Exercise requirements:
In the lines below, look for "then". Copy each line where it appears.

Information supplied:
+++

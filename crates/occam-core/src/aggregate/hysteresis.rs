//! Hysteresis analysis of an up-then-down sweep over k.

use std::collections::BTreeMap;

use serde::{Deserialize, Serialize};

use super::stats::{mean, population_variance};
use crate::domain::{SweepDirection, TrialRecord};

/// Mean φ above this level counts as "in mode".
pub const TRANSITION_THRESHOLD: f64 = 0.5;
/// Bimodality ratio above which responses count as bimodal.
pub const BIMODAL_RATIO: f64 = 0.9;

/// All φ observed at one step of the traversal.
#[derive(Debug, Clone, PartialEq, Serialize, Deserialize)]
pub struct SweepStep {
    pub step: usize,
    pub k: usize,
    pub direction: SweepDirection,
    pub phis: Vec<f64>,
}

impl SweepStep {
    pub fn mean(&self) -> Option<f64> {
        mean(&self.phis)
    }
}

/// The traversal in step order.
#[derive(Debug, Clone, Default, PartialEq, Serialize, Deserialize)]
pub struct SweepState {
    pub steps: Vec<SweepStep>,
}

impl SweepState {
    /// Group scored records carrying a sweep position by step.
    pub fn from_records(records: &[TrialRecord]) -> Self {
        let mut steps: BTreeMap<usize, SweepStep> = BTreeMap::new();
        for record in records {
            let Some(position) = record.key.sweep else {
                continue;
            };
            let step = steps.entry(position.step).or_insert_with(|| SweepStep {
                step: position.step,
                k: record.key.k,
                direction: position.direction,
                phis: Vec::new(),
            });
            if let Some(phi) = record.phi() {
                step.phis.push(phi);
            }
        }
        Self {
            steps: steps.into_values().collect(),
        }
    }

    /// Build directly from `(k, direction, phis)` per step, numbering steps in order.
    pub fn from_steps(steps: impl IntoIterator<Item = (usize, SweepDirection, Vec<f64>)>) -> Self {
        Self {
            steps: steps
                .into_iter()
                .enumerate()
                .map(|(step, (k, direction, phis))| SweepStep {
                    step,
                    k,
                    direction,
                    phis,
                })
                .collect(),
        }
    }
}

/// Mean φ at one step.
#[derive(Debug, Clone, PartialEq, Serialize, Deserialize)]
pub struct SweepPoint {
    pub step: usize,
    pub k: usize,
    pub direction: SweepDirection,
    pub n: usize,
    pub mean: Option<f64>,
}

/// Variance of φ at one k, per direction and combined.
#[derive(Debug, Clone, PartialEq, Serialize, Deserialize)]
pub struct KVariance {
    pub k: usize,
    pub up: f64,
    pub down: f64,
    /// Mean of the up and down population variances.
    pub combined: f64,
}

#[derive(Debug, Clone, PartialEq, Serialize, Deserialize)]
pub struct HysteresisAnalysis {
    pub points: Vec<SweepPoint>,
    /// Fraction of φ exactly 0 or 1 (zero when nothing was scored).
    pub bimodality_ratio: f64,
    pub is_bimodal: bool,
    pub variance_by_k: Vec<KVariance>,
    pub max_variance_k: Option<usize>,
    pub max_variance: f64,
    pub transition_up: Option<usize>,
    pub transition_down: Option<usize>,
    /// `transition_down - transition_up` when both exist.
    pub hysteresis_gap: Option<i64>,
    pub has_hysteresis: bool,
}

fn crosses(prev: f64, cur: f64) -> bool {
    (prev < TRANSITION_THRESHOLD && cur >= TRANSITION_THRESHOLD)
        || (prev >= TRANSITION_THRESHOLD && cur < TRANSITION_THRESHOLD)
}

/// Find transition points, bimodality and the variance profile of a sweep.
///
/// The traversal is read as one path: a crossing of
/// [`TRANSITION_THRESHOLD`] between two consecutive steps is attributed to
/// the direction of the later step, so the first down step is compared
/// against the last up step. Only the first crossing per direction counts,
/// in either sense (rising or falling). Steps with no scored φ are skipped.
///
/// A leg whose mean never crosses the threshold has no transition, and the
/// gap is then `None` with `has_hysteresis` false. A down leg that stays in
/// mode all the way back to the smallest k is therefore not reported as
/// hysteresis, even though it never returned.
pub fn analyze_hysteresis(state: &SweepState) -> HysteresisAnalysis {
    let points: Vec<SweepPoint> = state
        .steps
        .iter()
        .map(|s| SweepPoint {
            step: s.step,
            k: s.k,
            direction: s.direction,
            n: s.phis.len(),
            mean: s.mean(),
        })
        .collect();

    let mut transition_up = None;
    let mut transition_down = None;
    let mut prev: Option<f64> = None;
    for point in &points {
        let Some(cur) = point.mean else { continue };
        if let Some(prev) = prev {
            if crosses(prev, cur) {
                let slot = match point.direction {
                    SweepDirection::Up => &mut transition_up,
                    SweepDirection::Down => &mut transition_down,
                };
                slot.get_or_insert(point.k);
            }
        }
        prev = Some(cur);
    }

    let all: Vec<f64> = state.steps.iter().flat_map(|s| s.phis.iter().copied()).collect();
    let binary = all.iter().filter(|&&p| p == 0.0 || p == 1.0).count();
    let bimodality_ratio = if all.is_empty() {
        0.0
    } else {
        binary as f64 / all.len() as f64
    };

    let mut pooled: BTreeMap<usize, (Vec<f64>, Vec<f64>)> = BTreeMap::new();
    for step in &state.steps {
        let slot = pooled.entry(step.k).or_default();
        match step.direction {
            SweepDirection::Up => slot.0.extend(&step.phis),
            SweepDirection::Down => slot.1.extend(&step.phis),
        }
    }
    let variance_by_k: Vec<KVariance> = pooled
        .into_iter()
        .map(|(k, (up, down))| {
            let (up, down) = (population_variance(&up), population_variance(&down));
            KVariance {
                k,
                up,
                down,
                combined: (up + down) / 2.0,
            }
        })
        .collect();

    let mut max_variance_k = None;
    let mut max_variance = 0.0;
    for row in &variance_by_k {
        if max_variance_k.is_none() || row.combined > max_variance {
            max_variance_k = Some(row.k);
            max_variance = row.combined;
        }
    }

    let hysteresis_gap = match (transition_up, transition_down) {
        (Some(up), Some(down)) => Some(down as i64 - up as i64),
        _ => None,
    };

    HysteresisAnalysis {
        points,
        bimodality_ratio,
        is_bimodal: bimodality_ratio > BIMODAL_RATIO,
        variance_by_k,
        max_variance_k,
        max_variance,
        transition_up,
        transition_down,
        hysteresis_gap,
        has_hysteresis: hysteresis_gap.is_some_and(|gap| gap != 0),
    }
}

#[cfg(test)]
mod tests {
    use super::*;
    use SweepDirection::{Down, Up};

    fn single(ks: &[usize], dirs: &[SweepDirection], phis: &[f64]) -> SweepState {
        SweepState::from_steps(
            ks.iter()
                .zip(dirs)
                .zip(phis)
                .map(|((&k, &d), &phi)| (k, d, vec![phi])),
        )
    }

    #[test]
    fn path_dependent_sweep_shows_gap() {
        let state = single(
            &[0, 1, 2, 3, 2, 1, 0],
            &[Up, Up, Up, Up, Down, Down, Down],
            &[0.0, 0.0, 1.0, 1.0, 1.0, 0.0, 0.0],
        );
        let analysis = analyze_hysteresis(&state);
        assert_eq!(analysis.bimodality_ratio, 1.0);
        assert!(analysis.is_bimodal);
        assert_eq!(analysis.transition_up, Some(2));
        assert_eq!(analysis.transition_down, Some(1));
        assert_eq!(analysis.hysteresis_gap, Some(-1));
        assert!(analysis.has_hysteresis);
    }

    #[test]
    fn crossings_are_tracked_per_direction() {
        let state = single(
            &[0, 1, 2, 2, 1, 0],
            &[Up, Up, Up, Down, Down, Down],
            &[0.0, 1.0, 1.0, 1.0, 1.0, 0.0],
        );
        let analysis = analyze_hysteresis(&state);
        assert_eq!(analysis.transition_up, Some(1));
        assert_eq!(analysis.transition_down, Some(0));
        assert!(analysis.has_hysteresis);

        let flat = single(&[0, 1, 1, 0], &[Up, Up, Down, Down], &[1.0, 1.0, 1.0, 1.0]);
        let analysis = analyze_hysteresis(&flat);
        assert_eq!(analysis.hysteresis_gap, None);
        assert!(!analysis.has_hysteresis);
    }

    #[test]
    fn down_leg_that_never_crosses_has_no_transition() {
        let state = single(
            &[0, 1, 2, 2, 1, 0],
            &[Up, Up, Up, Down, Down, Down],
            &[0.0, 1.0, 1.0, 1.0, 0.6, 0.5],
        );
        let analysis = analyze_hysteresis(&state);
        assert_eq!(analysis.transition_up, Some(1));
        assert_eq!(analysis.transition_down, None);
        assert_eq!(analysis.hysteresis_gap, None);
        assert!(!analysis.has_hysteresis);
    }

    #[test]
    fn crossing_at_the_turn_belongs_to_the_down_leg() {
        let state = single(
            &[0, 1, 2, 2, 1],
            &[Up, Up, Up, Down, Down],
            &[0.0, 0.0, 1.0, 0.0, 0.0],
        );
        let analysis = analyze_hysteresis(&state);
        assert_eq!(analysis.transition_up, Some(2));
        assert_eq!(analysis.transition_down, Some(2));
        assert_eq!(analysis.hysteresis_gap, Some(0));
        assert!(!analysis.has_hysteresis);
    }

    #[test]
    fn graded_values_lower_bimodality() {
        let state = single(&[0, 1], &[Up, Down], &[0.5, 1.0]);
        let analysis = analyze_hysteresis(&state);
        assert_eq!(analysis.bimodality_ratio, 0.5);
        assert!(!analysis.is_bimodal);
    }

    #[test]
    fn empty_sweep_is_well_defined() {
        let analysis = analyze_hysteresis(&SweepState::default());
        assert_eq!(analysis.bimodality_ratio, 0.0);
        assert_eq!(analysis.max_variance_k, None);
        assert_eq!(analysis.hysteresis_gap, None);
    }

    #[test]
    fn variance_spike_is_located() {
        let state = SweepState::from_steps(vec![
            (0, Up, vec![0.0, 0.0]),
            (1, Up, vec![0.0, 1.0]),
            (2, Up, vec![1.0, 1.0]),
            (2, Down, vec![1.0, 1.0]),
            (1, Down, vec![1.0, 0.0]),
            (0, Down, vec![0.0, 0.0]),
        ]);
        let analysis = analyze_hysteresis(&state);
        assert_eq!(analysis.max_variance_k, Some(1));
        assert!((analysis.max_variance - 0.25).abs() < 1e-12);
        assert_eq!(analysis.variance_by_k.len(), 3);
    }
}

+++

Answer to this exercise:
//! Hysteresis analysis of an up-then-down sweep over k.
/// gap is then `None` with `has_hysteresis` false. A down leg that stays in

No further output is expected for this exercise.